BNP Paribas analyst Teri Viswanath noted that "while much of this week's buying is likely the result of position-squaring ahead of the November futures expiry, the dramatic reduction in institutional net length this month opens the door to early accumulation ahead of the winter."
"The record inventory build over the summer has led to mostly unabated selling, with the front of the curve shedding 15% since the start of the injection season. The notable exception to this trend has occurred during the days leading up to the futures contract expiration, when institutional short-covering has led to session gains," she added.
The market "appears to have taken advantage of the expiry rallies to advantageously reinstate short positions.
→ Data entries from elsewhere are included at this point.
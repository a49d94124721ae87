//! Core library for the `cityweather` CLI.
//!
//! This crate defines:
//! - Configuration & credentials handling
//! - The OpenWeatherMap client and its error normalization
//! - Icon mapping, date labels and daily forecast selection
//! - The presenter that turns a city name into a render model for a UI
//!
//! It is used by `cityweather-cli`, but any front-end implementing
//! [`WeatherView`] can drive it.

pub mod config;
pub mod date;
pub mod display;
pub mod error;
pub mod forecast;
pub mod icon;
pub mod model;
pub mod presenter;
pub mod provider;

pub use config::Config;
pub use display::{DisplayState, ViewEvent};
pub use error::{ErrorKind, FetchFailure, classify_failure};
pub use forecast::select_daily_entries;
pub use icon::{IconId, map_condition_to_icon};
pub use model::{
    CurrentConditions, ErrorView, ForecastEntry, ForecastFeed, RawForecastPoint, RenderModel,
    WeatherQuery, WeatherResult, WeatherSummary,
};
pub use presenter::{WeatherPresenter, WeatherView};
pub use provider::{OpenWeatherClient, WeatherClient, client_from_config};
We note a consistent pattern this season of daily losses in the days following the futures contract expiration," Viswanath said. "With very little fundamental support on the horizon, we suspect that the market will continue to sell into price rallies until such time as a call on storage is required for heating demand."
"Prices are getting a boost from the front month roll," said Aaron Calder, senior market analyst at Gelber & Associates. The recent move higher "gives traders a new price point and changes the technical landscape somewhat."
The December contract traded Thursday in a range of $3.768-$3.838/MMBtu. The NYMEX settlement is considered preliminary and subject to change until a final settlement price is posted at 7 pm EDT (2300 GMT).